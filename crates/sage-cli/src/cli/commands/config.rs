//! Config command handlers.

use anyhow::{Context, Result};
use sage_core::config;

pub fn path() {
    println!("{}", config::paths::config_path().display());
}

pub fn init() -> Result<()> {
    let config_path = config::paths::config_path();
    config::Config::init(&config_path)
        .with_context(|| format!("init config at {}", config_path.display()))?;
    println!("Created config at {}", config_path.display());
    Ok(())
}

◇ ◇ ◇ ◇ ◇

REQUIRED ACTION:
Repeat the records above exactly.

SOLUTION BELOW:
filename crates/sage-cli/src/cli/commands/config.rs
//! Config command handlers.

use anyhow::{Context, Result};
use sage_core::config;

pub fn path() {
    println!("{}", config::paths::config_path().display());
}

pub fn init() -> Result<()> {
    let config_path = config::paths::config_path();
    config::Config::init(&config_path)
        .with_context(|| format!("init config at {}", config_path.display()))?;
    println!("Created config at {}", config_path.display());
    Ok(())
}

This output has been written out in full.